» **How to complete this task**: Pull out every line below that contains the word "EtError".

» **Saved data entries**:
----------------------------------------

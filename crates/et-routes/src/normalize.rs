//! Place-name normalization.
//!
//! Two names denote the same place iff their normalized forms are equal:
//!
//! ```text
//! NFD decompose → drop U+0300..=U+036F → lowercase → trim
//! ```
//!
//! So `"São Paulo, SP"`, `"sao paulo, sp"` and `"  SÃO PAULO, SP "` all
//! normalize to `"sao paulo, sp"`.

use std::cmp::Ordering;

use unicode_normalization::UnicodeNormalization;

/// Combining Diacritical Marks block.
#[inline]
fn is_combining_diacritic(c: char) -> bool {
    ('\u{0300}'..='\u{036F}').contains(&c)
}

/// Fold accents and case and trim surrounding whitespace.
pub fn normalize(name: &str) -> String {
    let stripped: String = name.nfd().filter(|&c| !is_combining_diacritic(c)).collect();
    stripped.to_lowercase().trim().to_owned()
}

/// Alphabetical ordering for Portuguese place names.
///
/// Primary order ignores accents and case (`Belém` sorts before `Belo
/// Horizonte`); names that fold to the same text fall back to plain string
/// order so the result is total and deterministic.
pub fn collation_key(a: &str, b: &str) -> Ordering {
    normalize(a).cmp(&normalize(b)).then_with(|| a.cmp(b))
}
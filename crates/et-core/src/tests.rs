//! Unit tests for et-core primitives.

#[cfg(test)]
mod transport {
    use crate::{EtError, TransportMode};

    #[test]
    fn index_matches_all_order() {
        for (i, mode) in TransportMode::ALL.into_iter().enumerate() {
            assert_eq!(mode.index(), i);
        }
    }

    #[test]
    fn parse_known_ids() {
        assert_eq!("bicycle".parse::<TransportMode>().unwrap(), TransportMode::Bicycle);
        assert_eq!("car".parse::<TransportMode>().unwrap(), TransportMode::Car);
        assert_eq!("bus".parse::<TransportMode>().unwrap(), TransportMode::Bus);
        assert_eq!("truck".parse::<TransportMode>().unwrap(), TransportMode::Truck);
    }

    #[test]
    fn parse_unknown_id() {
        assert_eq!(
            "rocket".parse::<TransportMode>(),
            Err(EtError::UnknownMode("rocket".into()))
        );
        // Ids are exact; no case folding.
        assert!("Car".parse::<TransportMode>().is_err());
    }

    #[test]
    fn display_round_trips_through_parse() {
        for mode in TransportMode::ALL {
            assert_eq!(mode.to_string().parse::<TransportMode>().unwrap(), mode);
        }
    }

    #[test]
    fn baseline_is_car() {
        assert_eq!(TransportMode::BASELINE, TransportMode::Car);
    }
}

#[cfg(test)]
mod factors {
    use crate::{EmissionFactors, TransportMode};

    #[test]
    fn default_table() {
        let f = EmissionFactors::default();
        assert_eq!(f.factor(TransportMode::Bicycle), 0.0);
        assert_eq!(f.factor(TransportMode::Car), 0.12);
        assert_eq!(f.factor(TransportMode::Bus), 0.089);
        assert_eq!(f.factor(TransportMode::Truck), 0.96);
    }

    #[test]
    fn one_factor_per_mode() {
        let f = EmissionFactors::default();
        assert_eq!(f.iter().count(), TransportMode::ALL.len());
    }

    #[test]
    fn negative_factor_rejected() {
        assert!(EmissionFactors::new(0.0, 0.12, -0.1, 0.96).is_err());
        assert!(EmissionFactors::default().with_factor(TransportMode::Car, -1.0).is_err());
    }

    #[test]
    fn non_finite_factor_rejected() {
        assert!(EmissionFactors::new(f64::NAN, 0.12, 0.089, 0.96).is_err());
        assert!(EmissionFactors::new(0.0, f64::INFINITY, 0.089, 0.96).is_err());
    }

    #[test]
    fn with_factor_replaces_one_entry() {
        let f = EmissionFactors::default()
            .with_factor(TransportMode::Bus, 0.05)
            .unwrap();
        assert_eq!(f.factor(TransportMode::Bus), 0.05);
        assert_eq!(f.factor(TransportMode::Car), 0.12);
    }
}

#[cfg(test)]
mod credit {
    use crate::CarbonCreditPolicy;

    #[test]
    fn default_policy() {
        let p = CarbonCreditPolicy::default();
        assert_eq!(p.kg_per_credit, 1000.0);
        assert_eq!(p.price_min_per_credit, 50.0);
        assert_eq!(p.price_max_per_credit, 150.0);
        assert!(p.validate().is_ok());
    }

    #[test]
    fn zero_kg_per_credit_rejected() {
        assert!(CarbonCreditPolicy::new(0.0, 50.0, 150.0).is_err());
    }

    #[test]
    fn inverted_price_band_rejected() {
        assert!(CarbonCreditPolicy::new(1000.0, 150.0, 50.0).is_err());
    }

    #[test]
    fn flat_price_band_allowed() {
        assert!(CarbonCreditPolicy::new(1000.0, 80.0, 80.0).is_ok());
    }
}

#[cfg(test)]
mod config {
    use crate::{EstimatorConfig, EtError};

    #[test]
    fn default_is_valid() {
        assert!(EstimatorConfig::default().validate().is_ok());
    }

    #[test]
    fn edited_in_place_is_caught() {
        let mut cfg = EstimatorConfig::default();
        cfg.credit_policy.kg_per_credit = -1.0;
        assert!(matches!(cfg.validate(), Err(EtError::Config(_))));
    }
}

#[cfg(test)]
mod round {
    use crate::round_to;

    #[test]
    fn half_away_from_zero() {
        assert_eq!(round_to(2.5, 0), 3.0);
        assert_eq!(round_to(-2.5, 0), -3.0);
        assert_eq!(round_to(0.125, 2), 0.13);
    }

    #[test]
    fn fixed_decimals() {
        assert_eq!(round_to(51.599999999999994, 2), 51.6);
        assert_eq!(round_to(25.833333, 1), 25.8);
        assert_eq!(round_to(0.05160000001, 4), 0.0516);
    }

    #[test]
    fn negative_zero_folded() {
        let r = round_to(-0.0001, 2);
        assert_eq!(r, 0.0);
        assert!(r.is_sign_positive());
    }

    #[test]
    fn non_finite_passthrough() {
        assert!(round_to(f64::NAN, 2).is_nan());
        assert_eq!(round_to(f64::INFINITY, 2), f64::INFINITY);
    }
}
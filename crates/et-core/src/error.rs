//! Estimator error type.
//!
//! Sub-crates define their own error enums for their own failure modes and
//! wrap `EtError` as one variant where configuration problems can surface.

use thiserror::Error;

/// The top-level error type for `et-core` and a common base for sub-crates.
#[derive(Debug, Clone, PartialEq, Error)]
pub enum EtError {
    #[error("unknown transport mode {0:?}")]
    UnknownMode(String),

    #[error("configuration error: {0}")]
    Config(String),
}

/// Shorthand result type for all `et-*` crates.
pub type EtResult<T> = Result<T, EtError>;
//! Carbon-credit conversion and market price band.

use crate::{EtError, EtResult};

/// How many kilograms of CO₂ one credit offsets, and what a credit costs.
///
/// Prices are in the single supported currency (BRL).
#[derive(Copy, Clone, Debug, PartialEq)]
#[cfg_attr(feature = "serde", derive(serde::Serialize, serde::Deserialize))]
pub struct CarbonCreditPolicy {
    /// Kilograms of CO₂ per credit.  One credit = one tonne by default.
    pub kg_per_credit: f64,
    /// Lowest market price per credit.
    pub price_min_per_credit: f64,
    /// Highest market price per credit.
    pub price_max_per_credit: f64,
}

impl CarbonCreditPolicy {
    /// 1 credit = 1 t CO₂, priced between R$ 50 and R$ 150.
    pub const DEFAULT: CarbonCreditPolicy = CarbonCreditPolicy {
        kg_per_credit:        1000.0,
        price_min_per_credit: 50.0,
        price_max_per_credit: 150.0,
    };

    /// Build a validated policy.
    pub fn new(kg_per_credit: f64, price_min: f64, price_max: f64) -> EtResult<Self> {
        let policy = Self {
            kg_per_credit,
            price_min_per_credit: price_min,
            price_max_per_credit: price_max,
        };
        policy.validate()?;
        Ok(policy)
    }

    /// `kg_per_credit > 0`, `0 ≤ price_min ≤ price_max`, all finite.
    pub fn validate(&self) -> EtResult<()> {
        if !(self.kg_per_credit.is_finite() && self.kg_per_credit > 0.0) {
            return Err(EtError::Config(format!(
                "kg_per_credit must be a finite number > 0, got {}",
                self.kg_per_credit
            )));
        }
        if !(self.price_min_per_credit.is_finite() && self.price_min_per_credit >= 0.0) {
            return Err(EtError::Config(format!(
                "price_min_per_credit must be a finite number >= 0, got {}",
                self.price_min_per_credit
            )));
        }
        if !(self.price_max_per_credit.is_finite()
            && self.price_max_per_credit >= self.price_min_per_credit)
        {
            return Err(EtError::Config(format!(
                "price_max_per_credit ({}) must be finite and >= price_min_per_credit ({})",
                self.price_max_per_credit, self.price_min_per_credit
            )));
        }
        Ok(())
    }
}

impl Default for CarbonCreditPolicy {
    fn default() -> Self {
        Self::DEFAULT
    }
}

----------------------------------------

» **Expected answer**:
    use crate::{EtError, TransportMode};
            Err(EtError::UnknownMode("rocket".into()))
    use crate::{EstimatorConfig, EtError};
        assert!(matches!(cfg.validate(), Err(EtError::Config(_))));
//! wrap `EtError` as one variant where configuration problems can surface.
pub enum EtError {
pub type EtResult<T> = Result<T, EtError>;
use crate::{EtError, EtResult};
            return Err(EtError::Config(format!(
            return Err(EtError::Config(format!(
            return Err(EtError::Config(format!(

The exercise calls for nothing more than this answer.